Miguel Pereira* - aplicativo
11/10/2013Fatiado ou inteiro, o romance épico O tempo e o vento, de Érico Veríssimo, já foi objeto de desejo de muitos cineastas, artistas e produtores de televisão, e a todos ele serviu com generosidade. Mal ou bem, um pedaço desse espírito pioneiro de constituição da identidade brasileira está presente nas diversas adaptações que foram realizadas, tal o poder da prosa poética de Veríssimo. Seja nos filmes Ana Terra, de Durval Garcia, e Um certo Capitão Rodrigo, de Anselmo Duarte, ambos, curiosamente, de 1971, ou nas novelas e minisséries incluindo a mais bem-sucedida, de 25 capítulos, dirigida por Paulo José para a TV Globo, em 1985, visões particulares de um livro clássico se fizeram imagens e sons que, de algum modo, imprimiram um certo ethos que compõe as diferentes e ricas culturas da nacionalidade brasileira.

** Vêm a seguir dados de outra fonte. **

//! Hand-off frames.
//!
//! Partition results are handed to consumers running elsewhere (another
//! executor, a later stage, a file on disk) as self-describing frames:
//!
//! ```text
//! [ Magic "PFIO" ] [ Payload ] [ Checksum (u64 LE) ] [ MetaByte ]
//! ```
//!
//! The payload is the bincode encoding of the value, optionally compressed.
//! The checksum is the XxHash64 of the *uncompressed* payload, so two frames
//! of equal values carry equal checksums whatever compressor wrote them. The
//! meta byte holds the compressor ID in its lower three bits.

use std::fs::File;
use std::hash::Hasher;
use std::io::{BufReader, BufWriter, Read, Write};
use std::path::Path;

use serde::Serialize;
use serde::de::DeserializeOwned;
use twox_hash::XxHash64;

use crate::compression::{Compressor, CompressorRegistry};
use crate::error::{PartflowError, Result};

/// Magic bytes at the start of every frame.
pub const FRAME_MAGIC: [u8; 4] = *b"PFIO";

/// Bytes of framing around the payload: magic, checksum, meta byte.
pub const FRAME_OVERHEAD: usize = 4 + 8 + 1;

const COMPRESSION_MASK: u8 = 0b0000_0111;

fn checksum(bytes: &[u8]) -> u64 {
    let mut hasher = XxHash64::with_seed(0);
    hasher.write(bytes);
    hasher.finish()
}

fn to_payload<T: Serialize + ?Sized>(value: &T) -> Result<Vec<u8>> {
    bincode::serde::encode_to_vec(value, bincode::config::standard())
        .map_err(|e| PartflowError::Serialization(e.to_string()))
}

/// XxHash64 of the bincode encoding of `value`.
///
/// Equal values give equal fingerprints, which makes this a cheap way to
/// compare results of separate runs.
pub fn fingerprint<T: Serialize + ?Sized>(value: &T) -> Result<u64> {
    Ok(checksum(&to_payload(value)?))
}

/// Encodes `value` into a frame.
pub fn encode_frame<T: Serialize + ?Sized>(value: &T, compressor: &dyn Compressor) -> Result<Vec<u8>> {
    let payload = to_payload(value)?;
    let compressed = compressor.compress(&payload)?;

    let mut frame = Vec::with_capacity(compressed.len() + FRAME_OVERHEAD);
    frame.extend_from_slice(&FRAME_MAGIC);
    frame.extend_from_slice(&compressed);
    frame.extend_from_slice(&checksum(&payload).to_le_bytes());
    frame.push(compressor.id() & COMPRESSION_MASK);
    Ok(frame)
}

/// Decodes a frame written by [`encode_frame`].
///
/// # Errors
/// [`PartflowError::Format`] if the frame is truncated, lacks the magic
/// bytes, or fails its checksum. Compression and bincode errors are
/// propagated.
pub fn decode_frame<T: DeserializeOwned>(frame: &[u8], registry: &CompressorRegistry) -> Result<T> {
    if frame.len() < FRAME_OVERHEAD {
        return Err(PartflowError::Format(format!(
            "frame of {} bytes is shorter than its framing",
            frame.len()
        )));
    }
    let (magic, rest) = frame.split_at(FRAME_MAGIC.len());
    if magic != FRAME_MAGIC {
        return Err(PartflowError::Format("frame does not start with PFIO".into()));
    }

    let (body, meta) = rest.split_at(rest.len() - 1);
    let (compressed, stored) = body.split_at(body.len() - 8);
    let stored = u64::from_le_bytes(
        stored
            .try_into()
            .map_err(|_| PartflowError::Format("truncated checksum".into()))?,
    );

    let compressor = registry.get(meta[0] & COMPRESSION_MASK)?;
    let payload = compressor.decompress(compressed)?;
    if checksum(&payload) != stored {
        return Err(PartflowError::Format("frame checksum mismatch".into()));
    }

    let (value, _) = bincode::serde::decode_from_slice(&payload, bincode::config::standard())
        .map_err(|e| PartflowError::Serialization(e.to_string()))?;
    Ok(value)
}

/// Writes `value` as a single frame to `path`.
pub fn save<T, P>(path: P, value: &T, compressor: &dyn Compressor) -> Result<()>
where
    T: Serialize + ?Sized,
    P: AsRef<Path>,
{
    let frame = encode_frame(value, compressor)?;
    let mut writer = BufWriter::new(File::create(path)?);
    writer.write_all(&frame)?;
    writer.flush()?;
    Ok(())
}

/// Reads a frame written by [`save`].
pub fn load<T, P>(path: P, registry: &CompressorRegistry) -> Result<T>
where
    T: DeserializeOwned,
    P: AsRef<Path>,
{
    let mut frame = Vec::new();
    BufReader::new(File::open(path)?).read_to_end(&mut frame)?;
    decode_frame(&frame, registry)
}

#[cfg(test)]
mod tests {
    use super::*;
    use crate::compression::NoCompression;
    use crate::partition_io::ArrayPartitionIO;

    fn sample() -> Result<ArrayPartitionIO<u64>> {
        let mut io = ArrayPartitionIO::new([3, 3], vec![[0, 0], [1, 0]]);
        io.add_output_cell([2, 2], [1, 1], 9)?;
        io.resolve_input_cell([0, 0]);
        Ok(io)
    }

    #[test]
    fn test_frame_layout() -> Result<()> {
        let io = sample()?;
        let frame = encode_frame(&io, &NoCompression)?;
        assert_eq!(&frame[..4], b"PFIO");
        assert_eq!(frame.last(), Some(&0));

        let decoded: ArrayPartitionIO<u64> = decode_frame(&frame, &CompressorRegistry::new())?;
        assert_eq!(decoded, io);
        assert!(decoded.contains_input_cell([1, 0]));
        assert!(!decoded.contains_input_cell([0, 0]));
        Ok(())
    }

    #[test]
    fn test_corruption_detected() -> Result<()> {
        let mut frame = encode_frame(&sample()?, &NoCompression)?;
        frame[5] ^= 0xff;
        let result: Result<ArrayPartitionIO<u64>> = decode_frame(&frame, &CompressorRegistry::new());
        assert!(result.is_err());

        let result: Result<u64> = decode_frame(&frame[..6], &CompressorRegistry::new());
        assert!(matches!(result, Err(PartflowError::Format(_))));
        Ok(())
    }

    #[test]
    fn test_fingerprint_tracks_content() -> Result<()> {
        let a = sample()?;
        let mut b = sample()?;
        assert_eq!(fingerprint(&a)?, fingerprint(&b)?);
        b.resolve_input_cell([1, 0]);
        assert_ne!(fingerprint(&a)?, fingerprint(&b)?);
        Ok(())
    }
}
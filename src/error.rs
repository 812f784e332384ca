//! Centralized error handling for partflow.
//!
//! Every failure condition is reported through [`PartflowError`] and the crate
//! [`Result`] alias. The library never panics on malformed input; this is
//! enforced through `#![deny(clippy::panic)]` and `#![deny(clippy::unwrap_used)]`.
//!
//! ## Error Categories
//!
//! - **Hand-off errors** ([`PartflowError::Io`], [`PartflowError::Serialization`],
//!   [`PartflowError::Compression`], [`PartflowError::Format`]): encoding or
//!   decoding partition IO frames.
//! - **Geometry errors** ([`PartflowError::MalformedPartitionGeometry`]): neighbor
//!   tiles or drain requests whose shapes do not line up with a partition.
//! - **Flow errors** ([`PartflowError::InvalidFlowDirection`],
//!   [`PartflowError::FlowIntoNoData`], [`PartflowError::CyclicFlowDirection`]):
//!   the flow-direction raster itself is not a valid drainage network.
//! - **Resolution errors** ([`PartflowError::UnresolvedInputCells`]): a
//!   partition finished processing with input cells it could not account for.
//! - **Internal errors** ([`PartflowError::Internal`]): logic errors in the
//!   scheduler or walkers. These indicate a bug.
//!
//! A failing partition task fails the whole run. The executor keeps the first
//! error it observes and returns it once all in-flight tasks have stopped.
//!
//! ```rust
//! use partflow::{PartflowError, Result};
//!
//! fn describe(result: Result<()>) -> String {
//!     match result {
//!         Ok(()) => "ok".into(),
//!         Err(PartflowError::UnresolvedInputCells { partition, .. }) => {
//!             format!("partition {partition:?} is not solved")
//!         }
//!         Err(e) => e.to_string(),
//!     }
//! }
//! # assert_eq!(describe(Ok(())), "ok");
//! ```

use std::fmt;
use std::io;
use std::sync::Arc;

use crate::types::{CellIndex, FlowDirectionElement, PartitionIndex};

/// A specialized `Result` type for partflow operations.
pub type Result<T> = std::result::Result<T, PartflowError>;

/// The master error enum covering all failure domains in partflow.
///
/// This type is `Clone` so the executor can hand the first captured failure
/// back to the caller while worker threads still hold a reference to it. I/O
/// errors are wrapped in `Arc` for that reason.
#[derive(Debug, Clone)]
pub enum PartflowError {
    /// Low-level I/O failure while reading or writing hand-off frames.
    Io(Arc<io::Error>),

    /// Bincode encoding or decoding failure.
    Serialization(String),

    /// Compression or decompression failure, or an unknown algorithm ID.
    Compression(String),

    /// A hand-off frame is truncated, corrupted, or fails its checksum.
    Format(String),

    /// Neighbor tile, halo, or drain shape does not match the partition
    /// geometry it is combined with.
    MalformedPartitionGeometry(String),

    /// A cell holds a value that is neither a flow direction code nor the
    /// configured no-data value.
    InvalidFlowDirection {
        /// The offending value.
        code: FlowDirectionElement,
        /// Local cell index within its partition.
        cell: CellIndex,
    },

    /// A valid cell drains into a cell marked as no-data.
    FlowIntoNoData {
        /// Upstream cell, local to the partition being processed.
        from: CellIndex,
        /// Downstream cell, in the coordinate frame of the partition being
        /// processed (neighbor cells are offset by one partition extent).
        to: [isize; 2],
    },

    /// Input cells remained unresolved after all accumulation phases ran.
    UnresolvedInputCells {
        /// Index of the partition in the partition grid.
        partition: PartitionIndex,
        /// Local indices of the input cells that are still unresolved.
        cells: Vec<CellIndex>,
    },

    /// Cells still have pending upstream contributions after all accumulation
    /// phases ran. The flow-direction network contains a cycle.
    CyclicFlowDirection {
        /// Index of the partition in the partition grid.
        partition: PartitionIndex,
        /// Local indices of the cells that were never reached.
        cells: Vec<CellIndex>,
    },

    /// Logic error in the scheduler or other internal components.
    ///
    /// This should not occur in production and indicates a bug.
    Internal(String),
}

impl fmt::Display for PartflowError {
    fn fmt(&self, f: &mut fmt::Formatter<'_>) -> fmt::Result {
        match self {
            Self::Io(e) => write!(f, "I/O Error: {e}"),
            Self::Serialization(s) => write!(f, "Serialization Error: {s}"),
            Self::Compression(s) => write!(f, "Compression Error: {s}"),
            Self::Format(s) => write!(f, "Format Error: {s}"),
            Self::MalformedPartitionGeometry(s) => write!(f, "Malformed Partition Geometry: {s}"),
            Self::InvalidFlowDirection { code, cell } => {
                write!(f, "Invalid Flow Direction: code {code} at cell {cell:?}")
            }
            Self::FlowIntoNoData { from, to } => {
                write!(f, "Flow Into No-Data: cell {from:?} drains into {to:?}")
            }
            Self::UnresolvedInputCells { partition, cells } => write!(
                f,
                "Unresolved Input Cells: partition {partition:?} has {} unresolved input cell(s), first {:?}",
                cells.len(),
                cells.first()
            ),
            Self::CyclicFlowDirection { partition, cells } => write!(
                f,
                "Cyclic Flow Direction: partition {partition:?} has {} unreachable cell(s), first {:?}",
                cells.len(),
                cells.first()
            ),
            Self::Internal(s) => write!(f, "Internal Logic Error: {s}"),
        }
    }
}

impl std::error::Error for PartflowError {
    fn source(&self) -> Option<&(dyn std::error::Error + 'static)> {
        match self {
            Self::Io(e) => Some(e),
            _ => None,
        }
    }
}

impl From<io::Error> for PartflowError {
    fn from(err: io::Error) -> Self {
        Self::Io(Arc::new(err))
    }
}

#[cfg(test)]
mod tests {
    use super::*;
    use std::error::Error;

    #[test]
    fn test_io_error_keeps_source() {
        let err = PartflowError::from(io::Error::new(io::ErrorKind::NotFound, "gone"));
        assert!(err.source().is_some());
        assert!(err.to_string().starts_with("I/O Error"));

        let cloned = err.clone();
        assert_eq!(cloned.to_string(), err.to_string());
    }

    #[test]
    fn test_unresolved_display_mentions_partition() {
        let err = PartflowError::UnresolvedInputCells {
            partition: [1, 2],
            cells: vec![[0, 0], [0, 1]],
        };
        let msg = err.to_string();
        assert!(msg.contains("[1, 2]"));
        assert!(msg.contains("2 unresolved"));
        assert!(err.source().is_none());
    }
}
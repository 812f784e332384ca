//! # partflow
//!
//! Partition-boundary flow routing over partitioned flow-direction rasters.
//!
//! ## Overview
//!
//! A flow-direction raster tells, for every cell, which of its eight
//! neighbors receives its water (or that it is a sink). When the raster is
//! too large to process as a whole, it is split into rectangular partitions
//! that are processed independently and in parallel. A partition task only
//! ever sees its own tile and the eight tiles around it.
//!
//! partflow computes what crosses partition borders:
//!
//! *   **Inflow counts:** the number of upstream neighbors of every cell,
//!     including neighbors across partition borders.
//! *   **Stream classes:** whether a cell carries material that entered its
//!     partition from a neighbor (inter-partition) or only local material
//!     (intra-partition).
//! *   **Partition IO:** per partition, the input cells fed from neighbors and
//!     the output cells draining into neighbors, with what each output
//!     carries. [`partition_io::ArrayPartitionIO::drain`] translates outputs
//!     into the input cell coordinates of the neighbor.
//!
//! Combining partition IO records into global results is up to the caller.
//!
//! ## Architecture
//!
//! ### Halos
//!
//! Partitions on the border of the array get synthetic *halo* tiles in place
//! of missing neighbors. Halo cells always drain away from the array, so they
//! never contribute inflow. See [`halo`].
//!
//! ### Task graph
//!
//! Every operation is expressed as a dependency graph: tile tasks, halo tasks,
//! and one partition task per partition waiting on nine tiles. The
//! [`executor`] runs it on a rayon pool. Completed tasks hand their output to
//! their dependents and spawn those whose inputs are all in, using atomic
//! counters instead of locks or barriers.
//!
//! ### Per-partition processing
//!
//! A partition task counts inflow, then walks downstream from every cell
//! without upstream neighbors (phase A), then from every input cell once its
//! upstream material has arrived (phase B). See [`inter_partition_stream`].
//!
//! ## Usage
//!
//! ```rust
//! use ndarray::Array2;
//! use partflow::{Partflow, PartitionedArray, Policies};
//! use partflow::flow_direction::codes::E;
//!
//! let flow_direction = Array2::from_elem((9, 9), E);
//! let partitioned = PartitionedArray::from_array(&flow_direction, [3, 3])?;
//!
//! let (stream_class, partition_io) = Partflow::builder()
//!     .policies(Policies::default())
//!     .num_threads(2)
//!     .inter_partition_stream(&partitioned)?;
//!
//! assert_eq!(stream_class.partition_grid_shape(), [3, 3]);
//! let io = partition_io.get([0, 1]).ok_or(partflow::PartflowError::Internal("missing".into()))?;
//! assert!(io.is_solved());
//! assert_eq!(io.nr_output_cells(), 3);
//! # Ok::<(), partflow::PartflowError>(())
//! ```
//!
//! ### Safety and Error Handling
//!
//! * **No Unsafe:** the crate forbids `unsafe` code.
//! * **No Panics:** no `unwrap()` or `panic!()` calls in the library (enforced
//!   by clippy lints).
//! * **Comprehensive Errors:** all failures correspond to a [`PartflowError`].
//! * **Fail Fast:** the first failing partition task fails the run.

#![deny(unsafe_code)]
#![deny(clippy::unwrap_used)]
#![deny(clippy::panic)]
#![warn(missing_docs)]

// --- PUBLIC API MODULES ---
pub mod accumulate;
pub mod api;
pub mod array;
pub mod codec;
pub mod compression;
pub mod error;
pub mod flow_direction;
pub mod halo;
pub mod inflow_count;
pub mod inter_partition_stream;
pub mod partition_io;
pub mod policy;
pub mod types;

// --- INTERNAL IMPLEMENTATION MODULES (Hidden from Docs) ---
#[doc(hidden)]
pub mod executor;
#[doc(hidden)]
pub mod graph;

mod spawn;

// --- RE-EXPORTS ---

#[cfg(feature = "lz4_flex")]
pub use compression::Lz4Compressor;
pub use compression::{Compressor, NoCompression};

pub use api::{Partflow, PartflowConfig, PartflowOptions};
pub use array::{ComponentArray, Partition, PartitionedArray};
pub use error::{PartflowError, Result};
pub use inter_partition_stream::{InterPartitionStreamMaterial, PartitionIO};
pub use partition_io::ArrayPartitionIO;
pub use policy::{NoDataPolicy, Policies};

Mesmo que esses produtos não tenham alcançado o apuro artístico desejado, e isto é a pura verdade, acabaram por construir um painel da cultura sulista, pouco conhecida no resto do país. Assim, o novo O tempo e o vento, agora dirigido por Jayme Monjardim, busca uma excelência ainda não alcançada. Nenhuma dúvida de que seu trabalho é de fôlego, ambicioso e esmerado na forma. Utiliza-se de procedimentos narrativos ousados, a partir de um roteiro ancorado num narrador central: a memória da personagem Bibiana. Esse fio condutor pretende dar conta daquilo que outras adaptações não conseguiram. Do ponto de vista do cinema, essa licença poética funciona. Como minissérie, vamos ver se dá certo, uma vez que há o propósito de a TV Globo exibi-la no início do próximo ano.
Sem dúvida, como em Euclides da Cunha, a terra e suas condições de tempo e espaço são a paisagem que abriga ou expele o ser humano em suas lutas para sobrevier. Se os sertões nordestinos são domados e explorados por forças antagônicas, nas planícies e planaltos sulinos ocorre a mesma coisa. Esse ambiente físico é a moldura poética dessa narração, traduzida em imagens inspiradas e belas. É também o espaço da aventura humana com todas as suas contradições e conflitos.
Da destruição dos Sete Povos das Missões, para alguns a única experiência utópica em toda a história mundial, realizada pelos jesuítas nas terras fronteiriças do Sul do Brasil, à constituição das primeiras vilas e cidades e aos embates entre monarquistas e republicanos, o filme de Monjardim narra a história de um amor absoluto e delirante. Adotou, por isso, a intromissão de seu personagem central, o capitão Rodrigo, como uma espécie de testemunha e ao mesmo tempo protagonista dessa história. Essa mediação pode parecer estranha, em função das idades dos personagens, mas funciona muito bem quando se entende a grandeza de amor que os uniu e a projeção narrativa e imaginativa de Bibiana. A este eixo organizador, o filme de Monjardim desfila um pouco da nossa formação histórica, com reflexões sobre os modelos de vida e ação do homem sobre a terra. Nem sempre essa correlação funciona bem. Certas frases parecem apenas recados, em cenas um tanto artificiais, como em alguns diálogos, por exemplo, de Rodrigo com o padre.
O filme é bem narrado e apresenta uma fatura técnica e estilística que funciona no seu conjunto, com evidente destaque para a primorosa fotografia de Afonso Beato; um elenco bem orquestrado, com um belíssimo desempenho de Fernanda Montenegro; e uma direção segura de Jayme Monjardim.
* Miguel Pereira é professor da PUC-Rio e crítico de cinema.